> [What the exercise asks]:
Your response should contain every line from the data below that holds the string "crate".

> [Information]:
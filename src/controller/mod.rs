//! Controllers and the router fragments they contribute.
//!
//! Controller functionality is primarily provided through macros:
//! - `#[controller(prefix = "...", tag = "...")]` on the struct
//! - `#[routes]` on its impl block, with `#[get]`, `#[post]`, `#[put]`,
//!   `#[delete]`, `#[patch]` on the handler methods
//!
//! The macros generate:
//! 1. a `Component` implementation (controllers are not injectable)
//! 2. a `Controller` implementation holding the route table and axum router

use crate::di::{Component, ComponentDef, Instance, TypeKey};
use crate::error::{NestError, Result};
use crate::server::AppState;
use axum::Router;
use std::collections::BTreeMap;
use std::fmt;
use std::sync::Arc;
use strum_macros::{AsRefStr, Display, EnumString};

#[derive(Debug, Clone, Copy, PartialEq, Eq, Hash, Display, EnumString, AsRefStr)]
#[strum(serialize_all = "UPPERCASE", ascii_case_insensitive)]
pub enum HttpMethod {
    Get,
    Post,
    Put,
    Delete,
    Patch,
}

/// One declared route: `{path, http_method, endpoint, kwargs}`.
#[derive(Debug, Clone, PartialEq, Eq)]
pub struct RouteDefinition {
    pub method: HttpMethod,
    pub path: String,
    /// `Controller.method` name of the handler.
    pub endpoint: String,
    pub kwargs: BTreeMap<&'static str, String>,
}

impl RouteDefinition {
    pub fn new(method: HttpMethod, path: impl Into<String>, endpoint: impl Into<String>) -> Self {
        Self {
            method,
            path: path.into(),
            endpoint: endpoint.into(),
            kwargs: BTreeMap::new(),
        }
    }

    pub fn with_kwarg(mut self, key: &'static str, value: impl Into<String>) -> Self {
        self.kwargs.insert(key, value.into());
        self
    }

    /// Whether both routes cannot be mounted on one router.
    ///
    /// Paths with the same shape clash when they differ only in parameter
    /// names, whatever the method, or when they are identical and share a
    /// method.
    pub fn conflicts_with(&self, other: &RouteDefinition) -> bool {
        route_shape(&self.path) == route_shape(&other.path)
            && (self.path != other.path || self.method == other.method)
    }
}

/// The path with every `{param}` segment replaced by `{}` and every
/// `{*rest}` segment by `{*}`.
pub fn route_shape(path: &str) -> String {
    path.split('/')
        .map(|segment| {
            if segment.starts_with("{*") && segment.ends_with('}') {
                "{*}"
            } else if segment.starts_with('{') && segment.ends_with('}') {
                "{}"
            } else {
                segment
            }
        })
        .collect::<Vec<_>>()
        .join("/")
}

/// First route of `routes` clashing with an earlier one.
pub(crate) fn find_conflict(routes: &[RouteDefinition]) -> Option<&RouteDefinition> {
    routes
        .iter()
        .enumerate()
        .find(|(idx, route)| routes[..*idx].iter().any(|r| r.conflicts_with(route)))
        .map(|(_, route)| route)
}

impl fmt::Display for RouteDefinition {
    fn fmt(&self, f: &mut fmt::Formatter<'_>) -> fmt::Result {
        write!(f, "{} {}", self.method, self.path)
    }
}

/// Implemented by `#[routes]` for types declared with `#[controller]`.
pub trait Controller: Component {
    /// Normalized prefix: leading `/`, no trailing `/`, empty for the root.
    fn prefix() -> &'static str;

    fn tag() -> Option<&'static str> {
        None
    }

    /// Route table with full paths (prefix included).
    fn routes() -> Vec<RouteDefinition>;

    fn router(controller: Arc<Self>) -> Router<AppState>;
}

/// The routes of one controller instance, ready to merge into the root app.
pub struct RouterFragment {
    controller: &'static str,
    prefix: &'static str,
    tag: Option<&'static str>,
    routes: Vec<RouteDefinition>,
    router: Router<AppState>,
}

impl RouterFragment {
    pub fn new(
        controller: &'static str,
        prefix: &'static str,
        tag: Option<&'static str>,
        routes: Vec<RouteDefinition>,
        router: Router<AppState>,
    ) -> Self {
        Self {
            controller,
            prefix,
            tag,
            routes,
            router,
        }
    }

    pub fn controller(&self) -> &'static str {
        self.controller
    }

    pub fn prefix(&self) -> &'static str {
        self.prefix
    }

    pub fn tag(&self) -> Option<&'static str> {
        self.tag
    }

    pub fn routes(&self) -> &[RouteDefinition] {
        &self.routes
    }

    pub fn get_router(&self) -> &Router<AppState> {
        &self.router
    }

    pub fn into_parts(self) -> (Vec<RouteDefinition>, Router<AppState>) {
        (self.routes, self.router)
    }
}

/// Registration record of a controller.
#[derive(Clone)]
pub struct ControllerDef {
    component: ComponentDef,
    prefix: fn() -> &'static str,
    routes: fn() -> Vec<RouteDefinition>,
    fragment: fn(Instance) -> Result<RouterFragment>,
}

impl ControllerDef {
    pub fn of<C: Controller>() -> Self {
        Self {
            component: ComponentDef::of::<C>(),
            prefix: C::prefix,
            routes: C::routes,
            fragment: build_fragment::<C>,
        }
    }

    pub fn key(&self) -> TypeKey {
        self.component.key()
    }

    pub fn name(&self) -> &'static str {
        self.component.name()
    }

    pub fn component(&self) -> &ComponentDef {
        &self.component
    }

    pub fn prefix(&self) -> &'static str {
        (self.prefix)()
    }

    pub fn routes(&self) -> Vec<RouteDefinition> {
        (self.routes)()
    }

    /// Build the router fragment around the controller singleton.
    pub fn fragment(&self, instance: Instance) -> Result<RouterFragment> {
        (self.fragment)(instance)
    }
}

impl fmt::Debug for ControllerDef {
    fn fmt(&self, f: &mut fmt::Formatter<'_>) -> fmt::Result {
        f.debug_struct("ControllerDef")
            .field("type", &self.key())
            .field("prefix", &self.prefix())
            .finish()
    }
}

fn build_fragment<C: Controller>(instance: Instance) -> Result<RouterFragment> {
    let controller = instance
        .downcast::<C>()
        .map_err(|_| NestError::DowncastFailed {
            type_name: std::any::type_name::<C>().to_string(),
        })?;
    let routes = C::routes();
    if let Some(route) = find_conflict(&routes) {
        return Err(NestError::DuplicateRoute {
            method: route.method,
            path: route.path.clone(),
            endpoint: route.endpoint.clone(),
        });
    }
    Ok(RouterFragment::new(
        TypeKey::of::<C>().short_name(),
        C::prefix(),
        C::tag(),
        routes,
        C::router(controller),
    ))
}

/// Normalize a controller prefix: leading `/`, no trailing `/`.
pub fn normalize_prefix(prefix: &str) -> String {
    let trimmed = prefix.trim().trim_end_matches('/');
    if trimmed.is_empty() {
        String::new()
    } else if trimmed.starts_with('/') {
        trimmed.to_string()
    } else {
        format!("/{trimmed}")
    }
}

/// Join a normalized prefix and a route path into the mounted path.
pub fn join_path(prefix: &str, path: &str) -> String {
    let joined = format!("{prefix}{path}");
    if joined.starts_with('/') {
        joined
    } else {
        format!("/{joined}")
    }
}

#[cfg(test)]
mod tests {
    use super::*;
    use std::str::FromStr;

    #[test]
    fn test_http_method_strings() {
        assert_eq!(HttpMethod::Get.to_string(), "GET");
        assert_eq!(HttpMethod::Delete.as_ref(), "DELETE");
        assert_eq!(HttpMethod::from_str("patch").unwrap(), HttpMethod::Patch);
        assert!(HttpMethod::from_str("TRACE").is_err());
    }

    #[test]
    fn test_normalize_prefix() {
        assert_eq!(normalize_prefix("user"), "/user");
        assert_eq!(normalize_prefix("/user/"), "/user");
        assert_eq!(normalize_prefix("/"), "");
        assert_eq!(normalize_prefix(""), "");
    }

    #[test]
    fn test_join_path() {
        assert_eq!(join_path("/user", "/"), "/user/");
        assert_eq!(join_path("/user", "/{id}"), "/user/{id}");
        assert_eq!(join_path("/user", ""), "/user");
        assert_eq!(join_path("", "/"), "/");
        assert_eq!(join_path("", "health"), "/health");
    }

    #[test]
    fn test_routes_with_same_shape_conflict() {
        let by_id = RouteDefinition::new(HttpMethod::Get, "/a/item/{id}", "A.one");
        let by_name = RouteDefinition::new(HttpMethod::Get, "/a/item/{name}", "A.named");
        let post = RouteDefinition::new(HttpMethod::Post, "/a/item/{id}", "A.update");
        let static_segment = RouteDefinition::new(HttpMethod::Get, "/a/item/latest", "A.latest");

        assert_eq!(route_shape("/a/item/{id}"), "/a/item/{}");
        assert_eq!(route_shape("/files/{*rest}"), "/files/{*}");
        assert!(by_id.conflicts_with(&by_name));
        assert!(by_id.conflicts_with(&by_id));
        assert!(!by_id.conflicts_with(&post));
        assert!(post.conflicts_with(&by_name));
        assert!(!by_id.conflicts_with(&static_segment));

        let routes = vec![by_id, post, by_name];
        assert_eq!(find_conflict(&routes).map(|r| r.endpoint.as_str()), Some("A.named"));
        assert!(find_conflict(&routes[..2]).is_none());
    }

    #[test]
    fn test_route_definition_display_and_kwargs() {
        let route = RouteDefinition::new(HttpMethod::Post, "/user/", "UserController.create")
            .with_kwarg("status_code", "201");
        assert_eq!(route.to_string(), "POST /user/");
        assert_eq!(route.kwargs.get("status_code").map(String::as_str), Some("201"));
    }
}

> [Your response]:
use crate::di::{Component, ComponentDef, Instance, TypeKey};
use crate::error::{NestError, Result};
use crate::server::AppState;
pub(crate) fn find_conflict(routes: &[RouteDefinition]) -> Option<&RouteDefinition> {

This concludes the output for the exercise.